Abstract 196: Adult-onset Cardiac Hypertrophy In LEOPARD Syndrome Is Caused By Both Cell Autonomous And Non-autonomous Effects That Occur During Development
Loss of function mutations in PTPN11, the gene encoding the protein tyrosine phosphatase SHP2, cause LEOPARD Syndrome (LS), an autosomal dominant disorder with multiple cardiac defects, including hypertrophy. However, the mechanisms by which the LS mutants cause cardiac disease and regulate development remain unclear. Here, we utilized our inducible LS mouse model to determine whether LS mutations affect onset of cardiac hypertrophy via aberrant regulation of developmental processes. We examined hearts from wildtype (WT) or ubiquitously-expressing heterozygous LS (LS/+) and homozygous LS (LS/LS) embryos. As compared to WT, both LS/+ and LS/LS developing hearts showed diminished trabeculation, valvular hyperplasia and ventricular septal defects. In addition, LS/LS embryos had dextraposition of the aorta, leading to embryonic lethality. Gene expression analysis revealed that LS mutant hearts had decreased Foxp1/Fgf and Notch1/EphB2 signaling, suggesting perturbation of the reciprocal cross-talk between the developing endocardium and myocardium
To assess this directly and to determine the in-vivo effects of lineage-specific LS expression during development, we generated, endothelial (Tie2)-, myocardial (Nkx2.5)- and neural crest (Wnt1)- specific LS/+ expressing mice. Surprisingly, the majority of LS cardiac defects, including the adult-onset cardiac hypertrophy, were recapitulated by expression of endocardial-specific LS alone, suggesting a functional necessity for the endocardium in hypertrophy of the heart. Moreover, though myocardial-specific expression of LS showed only minor developmental effects, these mice still recapitulated the adult-onset cardiac hypertrophy. Interestingly, no cardiac abnormalities were observed in the neural crest-specific expressing LS mice.
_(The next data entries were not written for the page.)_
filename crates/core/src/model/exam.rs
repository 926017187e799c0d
use chrono::{DateTime, Utc};
use serde::{Deserialize, Serialize};
use thiserror::Error;
use uuid::Uuid;

use crate::model::ids::ExamQuestionId;
use crate::model::quiz::QuizQuestion;

/// Bounds and defaults for exam configuration.
pub const MIN_QUESTION_COUNT: u32 = 10;
pub const MAX_QUESTION_COUNT: u32 = 75;
pub const DEFAULT_QUESTION_COUNT: u32 = 20;
pub const MIN_TIME_LIMIT_MIN: u32 = 10;
pub const MAX_TIME_LIMIT_MIN: u32 = 90;
pub const DEFAULT_TIME_LIMIT_MIN: u32 = 30;

//
// ─── ERRORS ────────────────────────────────────────────────────────────────────
//

#[derive(Debug, Error, Clone, PartialEq, Eq)]
#[non_exhaustive]
pub enum ExamConfigError {
    #[error("question count must be between 10 and 75")]
    InvalidQuestionCount,

    #[error("time limit must be between 10 and 90 minutes")]
    InvalidTimeLimit,

    #[error("at least one category must be selected")]
    NoCategories,
}

//
// ─── CONFIGURATION ─────────────────────────────────────────────────────────────
//

/// Exam parameters chosen before assembly. Not persisted.
#[derive(Debug, Clone, PartialEq, Eq)]
pub struct ExamConfig {
    question_count: u32,
    time_limit_min: u32,
    categories: Vec<String>,
}

impl ExamConfig {
    /// Creates a validated configuration.
    ///
    /// # Errors
    ///
    /// Returns `ExamConfigError` if a bound is violated or no category is
    /// selected.
    pub fn new(
        question_count: u32,
        time_limit_min: u32,
        categories: Vec<String>,
    ) -> Result<Self, ExamConfigError> {
        if !(MIN_QUESTION_COUNT..=MAX_QUESTION_COUNT).contains(&question_count) {
            return Err(ExamConfigError::InvalidQuestionCount);
        }
        if !(MIN_TIME_LIMIT_MIN..=MAX_TIME_LIMIT_MIN).contains(&time_limit_min) {
            return Err(ExamConfigError::InvalidTimeLimit);
        }
        if categories.is_empty() {
            return Err(ExamConfigError::NoCategories);
        }

        Ok(Self {
            question_count,
            time_limit_min,
            categories,
        })
    }

    /// Default question count and time limit over the given categories.
    ///
    /// # Errors
    ///
    /// Returns `ExamConfigError::NoCategories` if `categories` is empty.
    pub fn with_defaults(categories: Vec<String>) -> Result<Self, ExamConfigError> {
        Self::new(DEFAULT_QUESTION_COUNT, DEFAULT_TIME_LIMIT_MIN, categories)
    }

    #[must_use]
    pub fn question_count(&self) -> u32 {
        self.question_count
    }

    #[must_use]
    pub fn time_limit_min(&self) -> u32 {
        self.time_limit_min
    }

    /// Countdown start value for a run of this exam.
    #[must_use]
    pub fn time_limit_secs(&self) -> u32 {
        self.time_limit_min * 60
    }

    #[must_use]
    pub fn categories(&self) -> &[String] {
        &self.categories
    }
}

//
// ─── POOLED QUESTION ───────────────────────────────────────────────────────────
//

/// A quiz question tagged with its origin, as pooled into an exam.
#[derive(Debug, Clone, PartialEq, Eq)]
pub struct ExamQuestion {
    id: ExamQuestionId,
    topic_id: String,
    topic_title: String,
    category_title: String,
    question: QuizQuestion,
}

impl ExamQuestion {
    #[must_use]
    pub fn new(
        id: ExamQuestionId,
        topic_id: impl Into<String>,
        topic_title: impl Into<String>,
        category_title: impl Into<String>,
        question: QuizQuestion,
    ) -> Self {
        Self {
            id,
            topic_id: topic_id.into(),
            topic_title: topic_title.into(),
            category_title: category_title.into(),
            question,
        }
    }

    #[must_use]
    pub fn id(&self) -> &ExamQuestionId {
        &self.id
    }

    #[must_use]
    pub fn topic_id(&self) -> &str {
        &self.topic_id
    }

    #[must_use]
    pub fn topic_title(&self) -> &str {
        &self.topic_title
    }

    #[must_use]
    pub fn category_title(&self) -> &str {
        &self.category_title
    }

    #[must_use]
    pub fn question(&self) -> &QuizQuestion {
        &self.question
    }
}

//
// ─── RESULT ────────────────────────────────────────────────────────────────────
//

/// Outcome of one finished exam, as stored in the history log.
#[derive(Debug, Clone, PartialEq, Eq, Serialize, Deserialize)]
#[serde(rename_all = "camelCase")]
pub struct ExamResult {
    id: Uuid,
    date: DateTime<Utc>,
    certification_id: String,
    categories: Vec<String>,
    questions_count: u32,
    time_limit: u32,
    time_used: u32,
    correct_answers: u32,
    total_questions: u32,
    score: u32,
}

impl ExamResult {
    /// Builds a result from a finished session's numbers.
    ///
    /// `total_questions` is the actual session size, which can run below the
    /// configured count when the pool was small; it is also the score
    /// divisor. `score` is the rounded integer percentage.
    #[must_use]
    pub fn new(
        certification_id: impl Into<String>,
        config: &ExamConfig,
        time_used: u32,
        correct_answers: u32,
        total_questions: u32,
        date: DateTime<Utc>,
    ) -> Self {
        let score = if total_questions == 0 {
            0
        } else {
            (correct_answers * 100 + total_questions / 2) / total_questions
        };

        Self {
            id: Uuid::new_v4(),
            date,
            certification_id: certification_id.into(),
            categories: config.categories().to_vec(),
            questions_count: config.question_count(),
            time_limit: config.time_limit_min(),
            time_used,
            correct_answers,
            total_questions,
            score,
        }
    }

    #[must_use]
    pub fn id(&self) -> Uuid {
        self.id
    }

    #[must_use]
    pub fn date(&self) -> DateTime<Utc> {
        self.date
    }

    #[must_use]
    pub fn certification_id(&self) -> &str {
        &self.certification_id
    }

    #[must_use]
    pub fn categories(&self) -> &[String] {
        &self.categories
    }

    /// Question count the user asked for.
    #[must_use]
    pub fn questions_count(&self) -> u32 {
        self.questions_count
    }

    /// Time limit in minutes.
    #[must_use]
    pub fn time_limit(&self) -> u32 {
        self.time_limit
    }

    /// Seconds elapsed between start and submission.
    #[must_use]
    pub fn time_used(&self) -> u32 {
        self.time_used
    }

    #[must_use]
    pub fn correct_answers(&self) -> u32 {
        self.correct_answers
    }

    /// Questions actually present in the session.
    #[must_use]
    pub fn total_questions(&self) -> u32 {
        self.total_questions
    }

    /// Rounded integer percentage of correct answers.
    #[must_use]
    pub fn score(&self) -> u32 {
        self.score
    }
}

//
// ─── TESTS ─────────────────────────────────────────────────────────────────────
//
//! Shared error types for the services crate.

use thiserror::Error;

use fiche_core::model::CatalogError;

/// Errors emitted by `ContentService`.
#[derive(Debug, Error)]
#[non_exhaustive]
pub enum ContentError {
    #[error("content request failed with status {0}")]
    HttpStatus(reqwest::StatusCode),
    #[error(transparent)]
    Http(#[from] reqwest::Error),
}

/// Errors emitted by `QuizSession`.
#[derive(Debug, Error, Clone, PartialEq, Eq)]
#[non_exhaustive]
pub enum QuizError {
    #[error("no option selected")]
    NothingSelected,
    #[error("answer already submitted")]
    AlreadySubmitted,
    #[error("answer not submitted yet")]
    NotSubmitted,
}

/// Errors emitted by exam assembly and exam sessions.
#[derive(Debug, Error)]
#[non_exhaustive]
pub enum ExamError {
    #[error("no questions available for the selected categories")]
    EmptyPool,
    #[error("exam already submitted")]
    AlreadySubmitted,
    #[error("question index {0} out of range")]
    OutOfRange(usize),
    #[error(transparent)]
    Catalog(#[from] CatalogError),
}

/// Errors emitted while bootstrapping app services.
#[derive(Debug, Error)]
#[non_exhaustive]
pub enum AppServicesError {
    #[error("failed to read catalog file `{path}`")]
    CatalogRead {
        path: String,
        source: std::io::Error,
    },
    #[error("failed to parse catalog file `{path}`")]
    CatalogParse {
        path: String,
        source: serde_json::Error,
    },
    #[error(transparent)]
    Catalog(#[from] CatalogError),
}
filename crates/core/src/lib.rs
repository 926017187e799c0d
#![forbid(unsafe_code)]

pub mod model;
pub mod time;

pub use time::Clock;
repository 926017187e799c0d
use std::sync::{Arc, Mutex, MutexGuard, PoisonError};

use fiche_core::model::{ProgressRecord, TopicKey};
use storage::KeyValueStore;

/// Storage key for the read/favorite record.
pub const PROGRESS_KEY: &str = "certification-progress";

/// Read, favorite, and last-visited tracking with write-through persistence.
///
/// The record loads once at construction; a missing or unreadable value
/// starts fresh. Persistence failures are logged and swallowed so study flows
/// keep working on the in-memory state.
pub struct ProgressService {
    store: Arc<dyn KeyValueStore>,
    record: Mutex<ProgressRecord>,
}

impl ProgressService {
    #[must_use]
    pub fn new(store: Arc<dyn KeyValueStore>) -> Self {
        let record = load_record(store.as_ref());
        Self {
            store,
            record: Mutex::new(record),
        }
    }

    /// Flip a topic's read state. Returns the new state.
    pub fn toggle_completed(&self, key: TopicKey) -> bool {
        let mut record = self.lock();
        let completed = record.toggle_completed(key);
        self.persist(&record);
        completed
    }

    /// Flip a topic's favorite state. Returns the new state.
    pub fn toggle_favorite(&self, key: TopicKey) -> bool {
        let mut record = self.lock();
        let favorite = record.toggle_favorite(key);
        self.persist(&record);
        favorite
    }

    /// Remember the most recently opened topic.
    pub fn set_last_visited(&self, key: TopicKey) {
        let mut record = self.lock();
        record.set_last_visited(key);
        self.persist(&record);
    }

    #[must_use]
    pub fn is_completed(&self, key: &TopicKey) -> bool {
        self.lock().is_completed(key)
    }

    #[must_use]
    pub fn is_favorite(&self, key: &TopicKey) -> bool {
        self.lock().is_favorite(key)
    }

    #[must_use]
    pub fn last_visited(&self) -> Option<TopicKey> {
        self.lock().last_visited().cloned()
    }

    #[must_use]
    pub fn favorites(&self) -> Vec<TopicKey> {
        self.lock().favorites().cloned().collect()
    }

    #[must_use]
    pub fn completed_count(&self) -> usize {
        self.lock().completed_count()
    }

    /// Topics read across one whole certification.
    #[must_use]
    pub fn certification_progress(&self, certification_id: &str) -> usize {
        self.lock()
            .completed_with_prefix(&TopicKey::certification_prefix(certification_id))
    }

    /// Topics read within one category of a certification.
    #[must_use]
    pub fn category_progress(&self, certification_id: &str, category_id: &str) -> usize {
        self.lock()
            .completed_with_prefix(&TopicKey::category_prefix(certification_id, category_id))
    }

    /// A copy of the current record, for display.
    #[must_use]
    pub fn snapshot(&self) -> ProgressRecord {
        self.lock().clone()
    }

    /// Drop all read marks, favorites, and the last-visited topic.
    pub fn reset(&self) {
        let mut record = self.lock();
        record.clear();
        self.persist(&record);
    }

    fn lock(&self) -> MutexGuard<'_, ProgressRecord> {
        // a poisoned lock still holds a usable record
        self.record.lock().unwrap_or_else(PoisonError::into_inner)
    }

    fn persist(&self, record: &ProgressRecord) {
        let json = match serde_json::to_string(record) {
            Ok(json) => json,
            Err(e) => {
                tracing::warn!("could not encode progress record: {e}");
                return;
            }
        };
        if let Err(e) = self.store.set(PROGRESS_KEY, &json) {
            tracing::warn!("could not persist progress record: {e}");
        }
    }
}

fn load_record(store: &dyn KeyValueStore) -> ProgressRecord {
    let stored = match store.get(PROGRESS_KEY) {
        Ok(stored) => stored,
        Err(e) => {
            tracing::warn!("could not read progress record, starting fresh: {e}");
            return ProgressRecord::default();
        }
    };
    match stored {
        Some(json) => serde_json::from_str(&json).unwrap_or_else(|e| {
            tracing::warn!("corrupt progress record, starting fresh: {e}");
            ProgressRecord::default()
        }),
        None => ProgressRecord::default(),
    }
}
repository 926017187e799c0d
mod catalog;
mod exam;
mod ids;
mod progress;
mod quiz;
mod streak;

pub use catalog::{Catalog, CatalogError, Category, Certification, FlatTopic, Topic};
pub use ids::{ExamQuestionId, TopicKey};

pub use exam::{
    DEFAULT_QUESTION_COUNT, DEFAULT_TIME_LIMIT_MIN, ExamConfig, ExamConfigError, ExamQuestion,
    ExamResult, MAX_QUESTION_COUNT, MAX_TIME_LIMIT_MIN, MIN_QUESTION_COUNT, MIN_TIME_LIMIT_MIN,
};
pub use progress::ProgressRecord;
pub use quiz::{QuestionKind, QuizDoc, QuizQuestion};
pub use streak::{ACTIVITY_HISTORY_LIMIT, StreakRecord};
use std::sync::{Arc, Mutex, MutexGuard, PoisonError};

use serde::{Deserialize, Serialize};

use fiche_core::model::ExamResult;
use storage::KeyValueStore;

/// Storage key for the exam history log.
pub const EXAM_HISTORY_KEY: &str = "certification-exam-history";

/// Most recent results kept in the log.
pub const EXAM_HISTORY_LIMIT: usize = 50;

/// Persisted wrapper around the result list.
#[derive(Debug, Default, Serialize, Deserialize)]
struct HistoryDoc {
    results: Vec<ExamResult>,
}

/// Persisted log of finished exams, newest first.
///
/// Loaded once at construction; a missing or unreadable value starts empty.
/// Persistence failures are logged and swallowed, like the other record
/// services.
pub struct ExamHistoryService {
    store: Arc<dyn KeyValueStore>,
    results: Mutex<Vec<ExamResult>>,
}

impl ExamHistoryService {
    #[must_use]
    pub fn new(store: Arc<dyn KeyValueStore>) -> Self {
        let results = load_results(store.as_ref());
        Self {
            store,
            results: Mutex::new(results),
        }
    }

    /// Prepend a finished exam, dropping the oldest past the limit.
    pub fn record(&self, result: ExamResult) {
        let mut results = self.lock();
        results.insert(0, result);
        results.truncate(EXAM_HISTORY_LIMIT);
        self.persist(&results);
    }

    /// Every stored result, newest first.
    #[must_use]
    pub fn all(&self) -> Vec<ExamResult> {
        self.lock().clone()
    }

    /// Results for one certification, newest first.
    #[must_use]
    pub fn for_certification(&self, certification_id: &str) -> Vec<ExamResult> {
        self.lock()
            .iter()
            .filter(|r| r.certification_id() == certification_id)
            .cloned()
            .collect()
    }

    /// Mean score over the kept results, optionally scoped to one
    /// certification. An empty selection averages to zero.
    #[must_use]
    pub fn average_score(&self, certification_id: Option<&str>) -> f64 {
        let results = self.lock();
        let scores: Vec<u32> = results
            .iter()
            .filter(|r| certification_id.is_none_or(|id| r.certification_id() == id))
            .map(ExamResult::score)
            .collect();

        if scores.is_empty() {
            return 0.0;
        }
        let sum: u32 = scores.iter().sum();
        let count = u32::try_from(scores.len()).unwrap_or(u32::MAX);
        f64::from(sum) / f64::from(count)
    }

    /// Highest score over the kept results, optionally scoped to one
    /// certification.
    #[must_use]
    pub fn best_score(&self, certification_id: Option<&str>) -> u32 {
        self.lock()
            .iter()
            .filter(|r| certification_id.is_none_or(|id| r.certification_id() == id))
            .map(ExamResult::score)
            .max()
            .unwrap_or(0)
    }

    /// Drop every stored result.
    pub fn clear(&self) {
        let mut results = self.lock();
        results.clear();
        self.persist(&results);
    }

    fn lock(&self) -> MutexGuard<'_, Vec<ExamResult>> {
        // a poisoned lock still holds a usable list
        self.results.lock().unwrap_or_else(PoisonError::into_inner)
    }

    fn persist(&self, results: &[ExamResult]) {
        let doc = HistoryDoc {
            results: results.to_vec(),
        };
        let json = match serde_json::to_string(&doc) {
            Ok(json) => json,
            Err(e) => {
                tracing::warn!("could not encode exam history: {e}");
                return;
            }
        };
        if let Err(e) = self.store.set(EXAM_HISTORY_KEY, &json) {
            tracing::warn!("could not persist exam history: {e}");
        }
    }
}

fn load_results(store: &dyn KeyValueStore) -> Vec<ExamResult> {
    let stored = match store.get(EXAM_HISTORY_KEY) {
        Ok(stored) => stored,
        Err(e) => {
            tracing::warn!("could not read exam history, starting fresh: {e}");
            return Vec::new();
        }
    };
    match stored {
        Some(json) => match serde_json::from_str::<HistoryDoc>(&json) {
            Ok(doc) => doc.results,
            Err(e) => {
                tracing::warn!("corrupt exam history, starting fresh: {e}");
                Vec::new()
            }
        },
        None => Vec::new(),
    }
}
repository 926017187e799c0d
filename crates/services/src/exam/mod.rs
mod assembler;
mod history;
mod session;

// Public API of the exam subsystem.
pub use crate::error::ExamError;
pub use assembler::{AssemblyProgress, ExamAssembler};
pub use history::{EXAM_HISTORY_KEY, EXAM_HISTORY_LIMIT, ExamHistoryService};
pub use session::{ExamContext, ExamPhase, ExamSession, SubmitSummary};
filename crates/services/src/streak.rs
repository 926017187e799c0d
use std::sync::{Arc, Mutex, MutexGuard, PoisonError};

use chrono::NaiveDate;

use fiche_core::Clock;
use fiche_core::model::StreakRecord;
use storage::KeyValueStore;

/// Storage key for the streak record.
pub const STREAKS_KEY: &str = "certification-streaks";

/// Day-streak tracking with write-through persistence.
///
/// Construction reconciles the stored record against the clock's calendar
/// date, so a streak broken while the app was closed is reset (or spared by
/// an unspent weekly freeze) before anything reads it. Persistence failures
/// are logged and swallowed, like `ProgressService`.
pub struct StreakService {
    store: Arc<dyn KeyValueStore>,
    clock: Clock,
    record: Mutex<StreakRecord>,
}

impl StreakService {
    #[must_use]
    pub fn new(store: Arc<dyn KeyValueStore>, clock: Clock) -> Self {
        let mut record = load_record(store.as_ref());
        let was_reset = record.reconcile(clock.today());

        let service = Self {
            store,
            clock,
            record: Mutex::new(record),
        };
        if was_reset {
            tracing::info!("streak broken while away, counter reset");
            let record = service.lock();
            service.persist(&record);
        }
        service
    }

    /// Record study activity for today. Returns false when today was already
    /// recorded.
    pub fn record_activity(&self) -> bool {
        let mut record = self.lock();
        let recorded = record.record_activity(self.clock.today());
        if recorded {
            self.persist(&record);
        }
        recorded
    }

    /// Spend this week's freeze. Returns false when it was already spent.
    pub fn use_freeze(&self) -> bool {
        let mut record = self.lock();
        let used = record.use_freeze(self.clock.today());
        if used {
            self.persist(&record);
        }
        used
    }

    #[must_use]
    pub fn can_use_freeze(&self) -> bool {
        self.lock().can_use_freeze(self.clock.today())
    }

    #[must_use]
    pub fn current_streak(&self) -> u32 {
        self.lock().current_streak()
    }

    #[must_use]
    pub fn best_streak(&self) -> u32 {
        self.lock().best_streak()
    }

    #[must_use]
    pub fn freezes_used(&self) -> u32 {
        self.lock().freezes_used()
    }

    #[must_use]
    pub fn is_active_today(&self) -> bool {
        self.lock().is_active_on(self.clock.today())
    }

    #[must_use]
    pub fn activity_history(&self) -> Vec<NaiveDate> {
        self.lock().activity_history().to_vec()
    }

    /// Activity dates within the given month (1-based), for calendar views.
    #[must_use]
    pub fn activity_for_month(&self, year: i32, month: u32) -> Vec<NaiveDate> {
        self.lock().activity_for_month(year, month)
    }

    /// A copy of the current record, for display.
    #[must_use]
    pub fn snapshot(&self) -> StreakRecord {
        self.lock().clone()
    }

    /// Drop all streak state.
    pub fn reset(&self) {
        let mut record = self.lock();
        record.clear();
        self.persist(&record);
    }

    fn lock(&self) -> MutexGuard<'_, StreakRecord> {
        // a poisoned lock still holds a usable record
        self.record.lock().unwrap_or_else(PoisonError::into_inner)
    }

    fn persist(&self, record: &StreakRecord) {
        let json = match serde_json::to_string(record) {
            Ok(json) => json,
            Err(e) => {
                tracing::warn!("could not encode streak record: {e}");
                return;
            }
        };
        if let Err(e) = self.store.set(STREAKS_KEY, &json) {
            tracing::warn!("could not persist streak record: {e}");
        }
    }
}

fn load_record(store: &dyn KeyValueStore) -> StreakRecord {
    let stored = match store.get(STREAKS_KEY) {
        Ok(stored) => stored,
        Err(e) => {
            tracing::warn!("could not read streak record, starting fresh: {e}");
            return StreakRecord::default();
        }
    };
    match stored {
        Some(json) => serde_json::from_str(&json).unwrap_or_else(|e| {
            tracing::warn!("corrupt streak record, starting fresh: {e}");
            StreakRecord::default()
        }),
        None => StreakRecord::default(),
    }
}

#[cfg(test)]
mod tests {
    use super::*;
    use storage::{FailingStore, MemoryStore};

    fn day(year: i32, month: u32, d: u32) -> NaiveDate {
        NaiveDate::from_ymd_opt(year, month, d).unwrap()
    }

    fn clock_at(date: NaiveDate) -> Clock {
        Clock::fixed(date.and_hms_opt(12, 0, 0).unwrap().and_utc())
    }

    fn shared_store() -> Arc<dyn KeyValueStore> {
        Arc::new(MemoryStore::new())
    }

    #[test]
    fn first_activity_starts_a_streak() {
        let service = StreakService::new(shared_store(), clock_at(day(2024, 3, 4)));

        assert!(service.record_activity());
        assert_eq!(service.current_streak(), 1);
        assert!(service.is_active_today());
        assert!(!service.record_activity());
    }

    #[test]
    fn consecutive_days_extend_across_restarts() {
        let store = shared_store();

        StreakService::new(Arc::clone(&store), clock_at(day(2024, 3, 4))).record_activity();
        let next_day = StreakService::new(Arc::clone(&store), clock_at(day(2024, 3, 5)));
        next_day.record_activity();

        assert_eq!(next_day.current_streak(), 2);
        assert_eq!(next_day.best_streak(), 2);
    }

    #[test]
    fn startup_spares_broken_streak_while_freeze_is_unspent() {
        let store = shared_store();
        StreakService::new(Arc::clone(&store), clock_at(day(2024, 3, 4))).record_activity();

        let later = StreakService::new(Arc::clone(&store), clock_at(day(2024, 3, 7)));
        assert_eq!(later.current_streak(), 1);
        assert!(later.can_use_freeze());
    }

    #[test]
    fn startup_resets_broken_streak_once_freeze_is_spent() {
        let store = shared_store();
        StreakService::new(Arc::clone(&store), clock_at(day(2024, 3, 4))).record_activity();
        StreakService::new(Arc::clone(&store), clock_at(day(2024, 3, 5))).record_activity();

        let thursday = StreakService::new(Arc::clone(&store), clock_at(day(2024, 3, 7)));
        assert!(thursday.use_freeze());

        let reopened = StreakService::new(Arc::clone(&store), clock_at(day(2024, 3, 7)));
        assert_eq!(reopened.current_streak(), 0);
        assert_eq!(reopened.best_streak(), 2);
    }

    #[test]
    fn freeze_is_metered_per_week() {
        let store = shared_store();

        let monday = StreakService::new(Arc::clone(&store), clock_at(day(2024, 3, 4)));
        assert!(monday.can_use_freeze());
        assert!(monday.use_freeze());
        assert!(!monday.use_freeze());
        assert_eq!(monday.freezes_used(), 1);

        // Saturday still sits in the same week, Sunday starts the next.
        let saturday = StreakService::new(Arc::clone(&store), clock_at(day(2024, 3, 9)));
        assert!(!saturday.can_use_freeze());

        let sunday = StreakService::new(Arc::clone(&store), clock_at(day(2024, 3, 10)));
        assert!(sunday.can_use_freeze());
        assert!(sunday.use_freeze());
        assert_eq!(sunday.freezes_used(), 2);
    }

    #[test]
    fn history_feeds_the_month_calendar() {
        let store = shared_store();
        StreakService::new(Arc::clone(&store), clock_at(day(2024, 2, 29))).record_activity();
        StreakService::new(Arc::clone(&store), clock_at(day(2024, 3, 1))).record_activity();
        let service = StreakService::new(store, clock_at(day(2024, 3, 2)));
        service.record_activity();

        assert_eq!(service.activity_for_month(2024, 3), vec![day(2024, 3, 1), day(2024, 3, 2)]);
        assert_eq!(service.activity_for_month(2024, 2), vec![day(2024, 2, 29)]);
        assert_eq!(service.activity_history().len(), 3);
        assert_eq!(service.current_streak(), 3);
    }

    #[test]
    fn corrupt_record_starts_fresh() {
        let store = shared_store();
        store.set(STREAKS_KEY, "{]").unwrap();

        let service = StreakService::new(store, clock_at(day(2024, 3, 4)));
        assert_eq!(service.current_streak(), 0);
        assert_eq!(service.best_streak(), 0);
    }

    #[test]
    fn failing_store_still_counts_in_memory() {
        let service = StreakService::new(Arc::new(FailingStore), clock_at(day(2024, 3, 4)));
        assert!(service.record_activity());
        assert_eq!(service.current_streak(), 1);
    }

    #[test]
    fn reset_clears_streak_state() {
        let store = shared_store();
        let service = StreakService::new(Arc::clone(&store), clock_at(day(2024, 3, 4)));
        service.record_activity();
        service.use_freeze();

        service.reset();
        assert_eq!(service.current_streak(), 0);
        assert_eq!(service.freezes_used(), 0);

        let reloaded = StreakService::new(store, clock_at(day(2024, 3, 4)));
        assert_eq!(reloaded.best_streak(), 0);
        assert!(reloaded.activity_history().is_empty());
    }
}
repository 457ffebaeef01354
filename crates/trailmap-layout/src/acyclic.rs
//! Cycle breaking.
//!
//! Ranking needs an acyclic graph, so feedback arcs found by a DFS are reversed before the solve
//! and restored afterwards. An arc whose reversal already exists (a two-cycle) cannot be reversed
//! in place; it is taken out of the solve graph instead and handed back to [`undo`] for
//! reinsertion. Self-loops never enter the feedback set: reversing one changes nothing, and they
//! must not constrain rank assignment.

use crate::{EdgeLabel, GraphConfig, NodeLabel};
use trailmap_graphlib::{EdgeKey, Graph};

use std::collections::BTreeSet;

/// Breaks cycles in place. Returns the arcs that had to be dropped from the solve graph because
/// their reversal was already present; pass them to [`undo`] to restore the caller's graph.
pub fn run(g: &mut Graph<NodeLabel, EdgeLabel, GraphConfig>) -> Vec<(EdgeKey, EdgeLabel)> {
    let mut dropped = Vec::new();

    for e in dfs_fas(g) {
        let Some(label) = g.edge_by_key(&e).cloned() else {
            continue;
        };
        let _ = g.remove_edge_key(&e);

        if g.has_edge(&e.w, &e.v) {
            dropped.push((e, label));
            continue;
        }

        g.set_edge_with_label(
            e.w,
            e.v,
            EdgeLabel {
                reversed: true,
                ..label
            },
        );
    }

    dropped
}

pub fn undo(g: &mut Graph<NodeLabel, EdgeLabel, GraphConfig>, dropped: Vec<(EdgeKey, EdgeLabel)>) {
    for e in g.edge_keys() {
        let Some(label) = g.edge_by_key(&e).cloned() else {
            continue;
        };
        if !label.reversed {
            continue;
        }
        let _ = g.remove_edge_key(&e);
        g.set_edge_with_label(
            e.w,
            e.v,
            EdgeLabel {
                reversed: false,
                ..label
            },
        );
    }

    for (key, label) in dropped {
        g.set_edge_with_label(key.v, key.w, label);
    }
}

fn dfs_fas(g: &Graph<NodeLabel, EdgeLabel, GraphConfig>) -> Vec<EdgeKey> {
    let mut fas: Vec<EdgeKey> = Vec::new();
    let mut stack: BTreeSet<String> = BTreeSet::new();
    let mut visited: BTreeSet<String> = BTreeSet::new();

    fn dfs(
        g: &Graph<NodeLabel, EdgeLabel, GraphConfig>,
        v: &str,
        visited: &mut BTreeSet<String>,
        stack: &mut BTreeSet<String>,
        fas: &mut Vec<EdgeKey>,
    ) {
        if !visited.insert(v.to_string()) {
            return;
        }
        stack.insert(v.to_string());
        for e in g.out_edges(v) {
            if e.is_self_loop() {
                continue;
            }
            if stack.contains(&e.w) {
                fas.push(e);
            } else {
                dfs(g, &e.w, visited, stack, fas);
            }
        }
        stack.remove(v);
    }

    for v in g.node_ids() {
        dfs(g, &v, &mut visited, &mut stack, &mut fas);
    }
    fas
}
Taken together, our data indicate that the LS mutations affect both cell autonomous and non-autonomous pathways necessary for the reciprocal cross-talk between endocardium and myocardium, and, importantly, that the adult-onset hypertrophy in LS is caused by aberrant signaling effects that occur during cardiac development.
- © 2013 by American Heart Association, Inc.